(Stored data)
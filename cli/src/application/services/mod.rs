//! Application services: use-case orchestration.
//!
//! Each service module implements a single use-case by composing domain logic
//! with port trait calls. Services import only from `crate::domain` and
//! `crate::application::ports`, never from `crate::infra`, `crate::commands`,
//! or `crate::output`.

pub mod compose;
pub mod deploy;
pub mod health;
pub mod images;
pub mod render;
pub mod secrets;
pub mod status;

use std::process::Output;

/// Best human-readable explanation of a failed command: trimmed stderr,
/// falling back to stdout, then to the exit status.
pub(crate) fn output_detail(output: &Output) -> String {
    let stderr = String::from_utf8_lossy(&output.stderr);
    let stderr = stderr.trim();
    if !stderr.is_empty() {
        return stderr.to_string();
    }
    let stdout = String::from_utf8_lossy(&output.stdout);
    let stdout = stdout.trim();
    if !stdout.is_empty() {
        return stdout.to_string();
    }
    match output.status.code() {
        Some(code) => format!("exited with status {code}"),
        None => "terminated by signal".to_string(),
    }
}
* * *
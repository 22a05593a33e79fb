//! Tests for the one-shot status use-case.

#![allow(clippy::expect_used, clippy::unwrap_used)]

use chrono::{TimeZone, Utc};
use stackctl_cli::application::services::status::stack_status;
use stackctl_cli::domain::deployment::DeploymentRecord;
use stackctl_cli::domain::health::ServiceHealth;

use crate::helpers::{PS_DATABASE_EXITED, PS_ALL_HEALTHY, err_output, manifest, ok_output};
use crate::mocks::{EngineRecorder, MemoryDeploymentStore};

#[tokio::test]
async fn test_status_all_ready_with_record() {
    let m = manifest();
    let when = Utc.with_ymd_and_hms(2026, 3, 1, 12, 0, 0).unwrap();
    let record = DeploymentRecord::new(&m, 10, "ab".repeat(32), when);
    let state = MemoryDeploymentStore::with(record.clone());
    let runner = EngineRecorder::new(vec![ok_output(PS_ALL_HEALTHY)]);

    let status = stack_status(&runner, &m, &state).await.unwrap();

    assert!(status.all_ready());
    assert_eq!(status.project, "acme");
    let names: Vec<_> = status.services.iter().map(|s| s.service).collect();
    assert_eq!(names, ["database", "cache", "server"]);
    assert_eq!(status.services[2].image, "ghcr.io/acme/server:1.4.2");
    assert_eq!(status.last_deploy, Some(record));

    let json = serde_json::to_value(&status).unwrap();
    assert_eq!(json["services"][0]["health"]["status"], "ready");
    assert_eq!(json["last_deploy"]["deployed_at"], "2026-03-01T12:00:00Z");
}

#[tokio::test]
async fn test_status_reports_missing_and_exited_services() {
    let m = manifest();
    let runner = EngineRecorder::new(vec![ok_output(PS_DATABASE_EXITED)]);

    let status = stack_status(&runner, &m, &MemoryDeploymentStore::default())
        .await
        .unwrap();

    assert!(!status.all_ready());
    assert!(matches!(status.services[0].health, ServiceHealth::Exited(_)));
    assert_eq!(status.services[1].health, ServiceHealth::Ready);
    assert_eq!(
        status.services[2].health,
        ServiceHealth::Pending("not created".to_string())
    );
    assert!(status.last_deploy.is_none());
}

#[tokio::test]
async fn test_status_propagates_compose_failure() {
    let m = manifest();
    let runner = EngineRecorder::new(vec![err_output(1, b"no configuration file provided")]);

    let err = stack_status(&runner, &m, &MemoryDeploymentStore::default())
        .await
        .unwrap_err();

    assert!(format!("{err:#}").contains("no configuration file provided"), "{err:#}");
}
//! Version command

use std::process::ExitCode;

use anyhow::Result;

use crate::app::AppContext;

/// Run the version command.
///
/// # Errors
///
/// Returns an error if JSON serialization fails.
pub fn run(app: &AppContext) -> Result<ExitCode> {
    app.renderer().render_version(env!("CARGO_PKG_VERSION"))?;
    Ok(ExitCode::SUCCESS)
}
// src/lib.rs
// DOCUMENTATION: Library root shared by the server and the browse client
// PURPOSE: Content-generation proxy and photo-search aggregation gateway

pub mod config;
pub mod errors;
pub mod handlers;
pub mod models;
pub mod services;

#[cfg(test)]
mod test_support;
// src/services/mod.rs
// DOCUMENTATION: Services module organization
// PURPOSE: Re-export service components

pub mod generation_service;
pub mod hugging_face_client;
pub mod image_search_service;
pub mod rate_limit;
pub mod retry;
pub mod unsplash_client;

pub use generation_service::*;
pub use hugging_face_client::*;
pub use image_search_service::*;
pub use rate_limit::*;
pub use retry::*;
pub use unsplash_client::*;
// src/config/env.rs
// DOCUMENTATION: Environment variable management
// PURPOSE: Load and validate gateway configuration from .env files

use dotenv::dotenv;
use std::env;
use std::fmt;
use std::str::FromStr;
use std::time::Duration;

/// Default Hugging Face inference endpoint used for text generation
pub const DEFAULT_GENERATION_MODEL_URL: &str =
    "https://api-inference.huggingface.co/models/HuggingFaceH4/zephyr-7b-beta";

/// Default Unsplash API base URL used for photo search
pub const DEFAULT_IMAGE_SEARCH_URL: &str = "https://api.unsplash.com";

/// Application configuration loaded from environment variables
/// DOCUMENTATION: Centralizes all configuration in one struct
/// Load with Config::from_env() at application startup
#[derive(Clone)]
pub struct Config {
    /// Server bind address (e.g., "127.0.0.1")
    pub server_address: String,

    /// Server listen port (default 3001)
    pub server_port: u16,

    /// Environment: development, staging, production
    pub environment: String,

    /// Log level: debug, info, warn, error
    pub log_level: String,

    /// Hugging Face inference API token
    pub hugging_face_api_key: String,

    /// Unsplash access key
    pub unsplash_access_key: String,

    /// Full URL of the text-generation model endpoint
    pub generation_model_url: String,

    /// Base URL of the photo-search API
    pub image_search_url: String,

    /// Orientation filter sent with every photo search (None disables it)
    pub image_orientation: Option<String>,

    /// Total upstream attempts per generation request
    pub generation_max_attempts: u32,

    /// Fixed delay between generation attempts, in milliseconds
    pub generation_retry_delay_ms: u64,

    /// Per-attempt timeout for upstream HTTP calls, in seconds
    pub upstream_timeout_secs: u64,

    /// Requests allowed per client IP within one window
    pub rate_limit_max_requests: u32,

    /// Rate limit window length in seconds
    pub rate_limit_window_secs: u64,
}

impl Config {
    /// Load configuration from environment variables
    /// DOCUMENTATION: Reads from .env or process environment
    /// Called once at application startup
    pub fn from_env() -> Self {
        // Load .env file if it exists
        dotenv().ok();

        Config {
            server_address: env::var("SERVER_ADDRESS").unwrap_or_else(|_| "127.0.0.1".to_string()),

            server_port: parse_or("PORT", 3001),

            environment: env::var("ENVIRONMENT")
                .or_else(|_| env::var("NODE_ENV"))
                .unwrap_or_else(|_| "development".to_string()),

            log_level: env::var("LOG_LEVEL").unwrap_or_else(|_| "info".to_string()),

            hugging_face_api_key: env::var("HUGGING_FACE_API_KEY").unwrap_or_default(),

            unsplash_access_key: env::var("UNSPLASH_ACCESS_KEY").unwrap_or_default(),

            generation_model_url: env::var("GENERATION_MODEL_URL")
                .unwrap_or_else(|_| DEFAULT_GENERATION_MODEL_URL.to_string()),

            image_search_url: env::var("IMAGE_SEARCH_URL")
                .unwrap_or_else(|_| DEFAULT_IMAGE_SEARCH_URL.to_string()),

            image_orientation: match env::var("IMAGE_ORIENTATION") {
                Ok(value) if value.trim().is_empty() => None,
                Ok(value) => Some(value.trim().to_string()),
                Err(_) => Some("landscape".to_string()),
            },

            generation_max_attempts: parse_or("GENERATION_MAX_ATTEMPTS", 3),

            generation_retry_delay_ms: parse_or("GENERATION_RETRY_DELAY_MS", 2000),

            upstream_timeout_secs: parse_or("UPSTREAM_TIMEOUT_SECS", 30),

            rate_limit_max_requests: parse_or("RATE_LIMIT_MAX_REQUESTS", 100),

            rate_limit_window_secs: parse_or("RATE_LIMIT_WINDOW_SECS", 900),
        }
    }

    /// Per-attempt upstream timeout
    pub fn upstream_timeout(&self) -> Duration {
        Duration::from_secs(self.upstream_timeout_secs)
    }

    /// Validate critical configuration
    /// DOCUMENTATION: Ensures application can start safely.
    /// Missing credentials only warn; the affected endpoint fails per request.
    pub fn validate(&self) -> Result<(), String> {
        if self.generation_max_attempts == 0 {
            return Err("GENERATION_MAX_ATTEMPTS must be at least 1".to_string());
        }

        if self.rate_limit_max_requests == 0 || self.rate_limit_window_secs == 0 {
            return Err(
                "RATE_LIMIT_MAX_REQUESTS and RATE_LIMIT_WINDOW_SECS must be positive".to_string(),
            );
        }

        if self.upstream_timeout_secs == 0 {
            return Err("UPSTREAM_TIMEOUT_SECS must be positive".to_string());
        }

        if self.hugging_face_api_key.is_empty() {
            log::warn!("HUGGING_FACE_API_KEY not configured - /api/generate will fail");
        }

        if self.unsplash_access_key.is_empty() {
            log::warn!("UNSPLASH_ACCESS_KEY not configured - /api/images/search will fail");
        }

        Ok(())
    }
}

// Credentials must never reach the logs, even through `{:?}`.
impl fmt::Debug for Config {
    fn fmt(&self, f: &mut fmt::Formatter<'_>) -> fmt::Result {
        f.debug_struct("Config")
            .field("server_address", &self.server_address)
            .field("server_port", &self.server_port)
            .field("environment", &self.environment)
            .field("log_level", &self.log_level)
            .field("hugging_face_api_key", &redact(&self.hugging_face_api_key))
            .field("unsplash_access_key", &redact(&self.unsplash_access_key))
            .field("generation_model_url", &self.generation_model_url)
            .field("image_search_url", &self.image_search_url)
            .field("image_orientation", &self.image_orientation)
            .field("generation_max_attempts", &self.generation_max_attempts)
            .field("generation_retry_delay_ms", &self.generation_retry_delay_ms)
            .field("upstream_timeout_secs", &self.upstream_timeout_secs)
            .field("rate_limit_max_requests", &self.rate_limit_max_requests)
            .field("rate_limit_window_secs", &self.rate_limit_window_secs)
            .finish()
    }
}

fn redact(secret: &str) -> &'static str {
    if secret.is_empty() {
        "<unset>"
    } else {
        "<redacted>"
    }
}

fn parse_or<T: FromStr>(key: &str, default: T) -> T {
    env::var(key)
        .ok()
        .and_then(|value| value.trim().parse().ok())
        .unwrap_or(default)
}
---
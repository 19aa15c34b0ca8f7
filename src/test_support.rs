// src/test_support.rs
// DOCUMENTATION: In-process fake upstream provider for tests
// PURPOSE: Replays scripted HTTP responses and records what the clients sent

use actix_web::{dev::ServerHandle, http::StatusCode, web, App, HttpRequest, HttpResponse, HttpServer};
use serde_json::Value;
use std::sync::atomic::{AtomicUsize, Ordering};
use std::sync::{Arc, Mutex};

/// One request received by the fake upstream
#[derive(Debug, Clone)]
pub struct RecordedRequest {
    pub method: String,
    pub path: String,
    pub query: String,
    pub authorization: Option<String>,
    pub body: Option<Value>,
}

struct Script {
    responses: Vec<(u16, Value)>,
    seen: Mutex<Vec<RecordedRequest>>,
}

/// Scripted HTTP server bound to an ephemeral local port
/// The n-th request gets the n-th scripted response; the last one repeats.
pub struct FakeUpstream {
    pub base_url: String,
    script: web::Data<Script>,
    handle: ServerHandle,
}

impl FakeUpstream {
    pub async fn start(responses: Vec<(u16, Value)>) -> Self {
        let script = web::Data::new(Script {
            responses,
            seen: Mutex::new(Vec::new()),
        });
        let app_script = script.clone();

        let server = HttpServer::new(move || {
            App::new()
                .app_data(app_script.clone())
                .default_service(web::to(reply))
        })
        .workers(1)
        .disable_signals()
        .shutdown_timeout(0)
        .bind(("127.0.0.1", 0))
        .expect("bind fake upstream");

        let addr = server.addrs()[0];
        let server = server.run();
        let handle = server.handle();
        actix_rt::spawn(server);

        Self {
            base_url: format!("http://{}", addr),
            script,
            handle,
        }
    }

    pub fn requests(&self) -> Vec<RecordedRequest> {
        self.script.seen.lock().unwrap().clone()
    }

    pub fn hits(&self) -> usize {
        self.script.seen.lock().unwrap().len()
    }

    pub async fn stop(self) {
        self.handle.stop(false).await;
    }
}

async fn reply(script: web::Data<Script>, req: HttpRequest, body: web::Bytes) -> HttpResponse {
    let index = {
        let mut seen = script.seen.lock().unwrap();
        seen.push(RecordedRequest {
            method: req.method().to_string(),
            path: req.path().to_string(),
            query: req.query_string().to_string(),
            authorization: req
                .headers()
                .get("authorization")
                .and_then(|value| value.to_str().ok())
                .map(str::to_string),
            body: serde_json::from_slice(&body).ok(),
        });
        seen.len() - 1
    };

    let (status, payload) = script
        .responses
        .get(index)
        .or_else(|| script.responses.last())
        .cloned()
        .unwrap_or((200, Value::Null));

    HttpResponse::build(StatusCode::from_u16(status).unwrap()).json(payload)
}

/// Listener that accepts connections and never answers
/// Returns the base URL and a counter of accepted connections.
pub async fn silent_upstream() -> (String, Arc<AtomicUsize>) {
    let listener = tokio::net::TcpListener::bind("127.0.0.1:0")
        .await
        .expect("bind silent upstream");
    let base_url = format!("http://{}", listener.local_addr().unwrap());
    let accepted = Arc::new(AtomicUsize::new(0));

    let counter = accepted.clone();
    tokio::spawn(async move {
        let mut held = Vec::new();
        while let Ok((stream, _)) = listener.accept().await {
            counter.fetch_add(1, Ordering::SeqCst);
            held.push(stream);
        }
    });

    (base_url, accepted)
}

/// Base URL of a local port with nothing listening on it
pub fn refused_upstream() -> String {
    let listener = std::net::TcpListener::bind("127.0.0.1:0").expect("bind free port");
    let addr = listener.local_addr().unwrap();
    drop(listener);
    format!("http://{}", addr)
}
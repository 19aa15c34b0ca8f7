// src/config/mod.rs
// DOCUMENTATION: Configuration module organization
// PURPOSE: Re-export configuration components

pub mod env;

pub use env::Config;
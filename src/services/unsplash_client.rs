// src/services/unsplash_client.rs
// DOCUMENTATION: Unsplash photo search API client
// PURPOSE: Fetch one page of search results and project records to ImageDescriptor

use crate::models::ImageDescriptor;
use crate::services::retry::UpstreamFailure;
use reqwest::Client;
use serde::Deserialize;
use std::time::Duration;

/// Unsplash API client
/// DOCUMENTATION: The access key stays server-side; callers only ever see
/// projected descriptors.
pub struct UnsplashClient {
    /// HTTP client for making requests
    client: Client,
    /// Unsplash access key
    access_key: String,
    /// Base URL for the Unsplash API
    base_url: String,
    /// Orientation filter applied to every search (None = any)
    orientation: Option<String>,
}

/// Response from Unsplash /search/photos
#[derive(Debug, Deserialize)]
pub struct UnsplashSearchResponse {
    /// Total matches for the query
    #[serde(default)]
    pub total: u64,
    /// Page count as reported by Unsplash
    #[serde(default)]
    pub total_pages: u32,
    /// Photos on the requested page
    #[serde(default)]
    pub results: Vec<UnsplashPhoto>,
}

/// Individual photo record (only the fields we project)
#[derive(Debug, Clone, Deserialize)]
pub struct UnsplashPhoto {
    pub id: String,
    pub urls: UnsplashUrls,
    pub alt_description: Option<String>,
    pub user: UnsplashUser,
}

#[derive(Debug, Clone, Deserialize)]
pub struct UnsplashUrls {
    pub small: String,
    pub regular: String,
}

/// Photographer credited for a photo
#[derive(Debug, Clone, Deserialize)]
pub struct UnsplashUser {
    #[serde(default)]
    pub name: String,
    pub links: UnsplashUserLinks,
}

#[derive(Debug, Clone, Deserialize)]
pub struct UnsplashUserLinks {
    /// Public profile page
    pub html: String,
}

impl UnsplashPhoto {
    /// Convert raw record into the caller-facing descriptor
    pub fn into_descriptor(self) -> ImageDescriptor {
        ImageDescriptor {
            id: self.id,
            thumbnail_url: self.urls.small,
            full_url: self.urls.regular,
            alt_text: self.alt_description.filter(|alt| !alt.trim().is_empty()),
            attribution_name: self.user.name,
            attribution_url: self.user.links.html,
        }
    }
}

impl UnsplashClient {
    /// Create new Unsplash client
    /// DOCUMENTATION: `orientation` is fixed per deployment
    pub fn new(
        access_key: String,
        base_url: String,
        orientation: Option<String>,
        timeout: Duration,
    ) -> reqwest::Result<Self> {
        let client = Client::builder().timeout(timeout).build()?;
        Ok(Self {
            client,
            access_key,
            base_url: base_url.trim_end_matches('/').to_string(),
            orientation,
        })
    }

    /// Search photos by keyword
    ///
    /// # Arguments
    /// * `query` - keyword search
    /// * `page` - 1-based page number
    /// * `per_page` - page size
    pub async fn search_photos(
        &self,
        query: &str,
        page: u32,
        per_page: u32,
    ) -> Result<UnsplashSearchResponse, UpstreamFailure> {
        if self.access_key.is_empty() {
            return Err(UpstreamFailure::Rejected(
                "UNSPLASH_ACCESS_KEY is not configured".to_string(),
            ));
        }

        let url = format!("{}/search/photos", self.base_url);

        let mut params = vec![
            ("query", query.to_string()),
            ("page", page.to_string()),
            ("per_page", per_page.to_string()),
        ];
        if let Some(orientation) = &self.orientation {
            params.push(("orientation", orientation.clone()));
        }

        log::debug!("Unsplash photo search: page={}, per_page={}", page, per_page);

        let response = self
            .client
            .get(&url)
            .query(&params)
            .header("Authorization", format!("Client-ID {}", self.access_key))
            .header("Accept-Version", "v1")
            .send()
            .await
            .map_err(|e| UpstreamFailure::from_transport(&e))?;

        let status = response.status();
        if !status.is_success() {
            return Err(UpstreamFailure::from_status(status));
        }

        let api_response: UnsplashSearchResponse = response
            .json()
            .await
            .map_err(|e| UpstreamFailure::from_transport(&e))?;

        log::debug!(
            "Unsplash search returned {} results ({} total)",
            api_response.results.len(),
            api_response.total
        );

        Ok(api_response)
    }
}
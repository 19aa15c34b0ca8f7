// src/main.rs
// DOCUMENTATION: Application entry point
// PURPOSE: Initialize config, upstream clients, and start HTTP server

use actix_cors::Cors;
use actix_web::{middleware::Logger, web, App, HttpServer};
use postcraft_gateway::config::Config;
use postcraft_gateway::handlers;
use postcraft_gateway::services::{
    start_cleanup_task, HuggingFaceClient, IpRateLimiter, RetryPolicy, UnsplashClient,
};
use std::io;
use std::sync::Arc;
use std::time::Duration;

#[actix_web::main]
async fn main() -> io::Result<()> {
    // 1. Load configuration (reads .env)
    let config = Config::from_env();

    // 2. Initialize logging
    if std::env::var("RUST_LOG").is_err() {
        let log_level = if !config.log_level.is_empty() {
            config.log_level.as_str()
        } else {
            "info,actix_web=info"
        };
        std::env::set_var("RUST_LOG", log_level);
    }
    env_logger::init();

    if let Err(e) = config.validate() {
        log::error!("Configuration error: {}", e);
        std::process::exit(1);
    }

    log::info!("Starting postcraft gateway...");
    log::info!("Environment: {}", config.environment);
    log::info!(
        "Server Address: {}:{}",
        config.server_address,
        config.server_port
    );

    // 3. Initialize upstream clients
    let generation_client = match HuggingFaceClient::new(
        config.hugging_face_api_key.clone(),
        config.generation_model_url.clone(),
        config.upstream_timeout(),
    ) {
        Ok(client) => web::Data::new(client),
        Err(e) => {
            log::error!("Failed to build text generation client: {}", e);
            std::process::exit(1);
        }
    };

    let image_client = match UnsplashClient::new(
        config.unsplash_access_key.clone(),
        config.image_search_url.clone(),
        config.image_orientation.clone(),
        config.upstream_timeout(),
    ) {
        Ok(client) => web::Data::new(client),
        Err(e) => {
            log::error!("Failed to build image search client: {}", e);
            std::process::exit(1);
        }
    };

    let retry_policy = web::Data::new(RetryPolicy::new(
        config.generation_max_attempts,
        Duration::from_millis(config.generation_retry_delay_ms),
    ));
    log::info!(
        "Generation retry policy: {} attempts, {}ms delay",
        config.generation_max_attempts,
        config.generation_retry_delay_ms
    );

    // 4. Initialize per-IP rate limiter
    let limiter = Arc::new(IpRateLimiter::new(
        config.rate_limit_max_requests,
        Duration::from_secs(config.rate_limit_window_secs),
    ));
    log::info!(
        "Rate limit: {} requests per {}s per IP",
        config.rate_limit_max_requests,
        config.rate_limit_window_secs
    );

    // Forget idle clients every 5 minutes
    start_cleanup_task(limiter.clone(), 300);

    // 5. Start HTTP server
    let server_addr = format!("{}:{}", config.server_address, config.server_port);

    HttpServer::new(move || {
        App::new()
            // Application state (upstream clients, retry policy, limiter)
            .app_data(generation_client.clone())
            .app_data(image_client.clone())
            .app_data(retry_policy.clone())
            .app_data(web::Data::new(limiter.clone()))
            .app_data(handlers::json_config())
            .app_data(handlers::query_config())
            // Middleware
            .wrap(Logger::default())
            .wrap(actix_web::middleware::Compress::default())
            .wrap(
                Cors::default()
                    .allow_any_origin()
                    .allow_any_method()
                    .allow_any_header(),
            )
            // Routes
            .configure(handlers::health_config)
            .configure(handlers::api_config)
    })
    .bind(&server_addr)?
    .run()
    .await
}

WHAT YOU HAVE TO DO
In the entries above, find the line with "for photo search" and the line with "in one struct", then set down exactly those two and every line between them, nothing else.

FINISHED EXERCISE
/// Default Unsplash API base URL used for photo search
pub const DEFAULT_IMAGE_SEARCH_URL: &str = "https://api.unsplash.com";

/// Application configuration loaded from environment variables
/// DOCUMENTATION: Centralizes all configuration in one struct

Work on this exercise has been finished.